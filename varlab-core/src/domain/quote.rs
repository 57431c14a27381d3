//! Option quotes — the fundamental market data unit.

use chrono::NaiveDate;
use serde::{Deserialize, Serialize};
use thiserror::Error;

/// One strike's quotes for a single (quote date, expiry) pair.
///
/// Bid/ask sides are optional: real chains routinely carry one-sided or
/// empty books far from the money. Validation of strike positivity and
/// date ordering happens at [`StrikeLadder`] construction; crossed quotes
/// (bid > ask) are left in place and handled by the replicator's quote
/// policy.
#[derive(Debug, Clone, Serialize, Deserialize)]
pub struct QuoteRecord {
    pub date: NaiveDate,
    pub expiry: NaiveDate,
    pub strike: f64,
    pub underlying_price: f64,
    pub call_bid: Option<f64>,
    pub call_ask: Option<f64>,
    pub put_bid: Option<f64>,
    pub put_ask: Option<f64>,
}

impl QuoteRecord {
    /// Mid price of the call leg, if both sides are quoted and not crossed.
    pub fn call_mid(&self) -> Option<f64> {
        mid(self.call_bid, self.call_ask)
    }

    /// Mid price of the put leg, if both sides are quoted and not crossed.
    pub fn put_mid(&self) -> Option<f64> {
        mid(self.put_bid, self.put_ask)
    }
}

fn mid(bid: Option<f64>, ask: Option<f64>) -> Option<f64> {
    match (bid, ask) {
        (Some(b), Some(a)) if b.is_finite() && a.is_finite() && b <= a => Some((b + a) / 2.0),
        _ => None,
    }
}

/// Errors raised while assembling a strike ladder.
#[derive(Debug, Error)]
pub enum LadderError {
    #[error("empty ladder")]
    Empty,
    #[error("non-positive strike {strike} on {date}")]
    NonPositiveStrike { date: NaiveDate, strike: f64 },
    #[error("record dated {found} in ladder for {expected}")]
    MixedDates { expected: NaiveDate, found: NaiveDate },
    #[error("record expiring {found} in ladder for {expected}")]
    MixedExpiries { expected: NaiveDate, found: NaiveDate },
}

/// All quotes sharing a (date, expiry) pair, sorted by strike ascending.
///
/// Duplicate strikes are resolved on construction: the last-seen record
/// wins, matching the upstream feed where a later row supersedes an
/// earlier one for the same contract.
#[derive(Debug, Clone, Serialize, Deserialize)]
pub struct StrikeLadder {
    date: NaiveDate,
    expiry: NaiveDate,
    spot: f64,
    quotes: Vec<QuoteRecord>,
}

impl StrikeLadder {
    /// Build a ladder from raw records for one (date, expiry) group.
    ///
    /// Sorts by strike, deduplicates (last-seen wins), and validates the
    /// per-record invariants. The spot price is taken from the records,
    /// which all carry the same underlying close.
    pub fn new(mut records: Vec<QuoteRecord>) -> Result<Self, LadderError> {
        let first = records.first().ok_or(LadderError::Empty)?;
        let (date, expiry, spot) = (first.date, first.expiry, first.underlying_price);

        for r in &records {
            if r.date != date {
                return Err(LadderError::MixedDates {
                    expected: date,
                    found: r.date,
                });
            }
            if r.expiry != expiry {
                return Err(LadderError::MixedExpiries {
                    expected: expiry,
                    found: r.expiry,
                });
            }
            if !(r.strike > 0.0) {
                return Err(LadderError::NonPositiveStrike {
                    date: r.date,
                    strike: r.strike,
                });
            }
        }

        // Stable sort, then keep the last record per strike.
        records.sort_by(|a, b| a.strike.partial_cmp(&b.strike).unwrap());
        let mut quotes: Vec<QuoteRecord> = Vec::with_capacity(records.len());
        for r in records {
            match quotes.last() {
                Some(prev) if prev.strike == r.strike => {
                    *quotes.last_mut().unwrap() = r;
                }
                _ => quotes.push(r),
            }
        }

        Ok(Self {
            date,
            expiry,
            spot,
            quotes,
        })
    }

    pub fn date(&self) -> NaiveDate {
        self.date
    }

    pub fn expiry(&self) -> NaiveDate {
        self.expiry
    }

    pub fn spot(&self) -> f64 {
        self.spot
    }

    /// Quotes sorted by strike ascending, one per strike.
    pub fn quotes(&self) -> &[QuoteRecord] {
        &self.quotes
    }

    pub fn len(&self) -> usize {
        self.quotes.len()
    }

    pub fn is_empty(&self) -> bool {
        self.quotes.is_empty()
    }
}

WHAT THIS TASK INVOLVES
Find the line containing "pub fn spot(&self)" in the material above. Print it and every line after it through the end, exactly and only those.

SOLUTION
    pub fn spot(&self) -> f64 {
        self.spot
    }

    /// Quotes sorted by strike ascending, one per strike.
    pub fn quotes(&self) -> &[QuoteRecord] {
        &self.quotes
    }

    pub fn len(&self) -> usize {
        self.quotes.len()
    }

    pub fn is_empty(&self) -> bool {
        self.quotes.is_empty()
    }
}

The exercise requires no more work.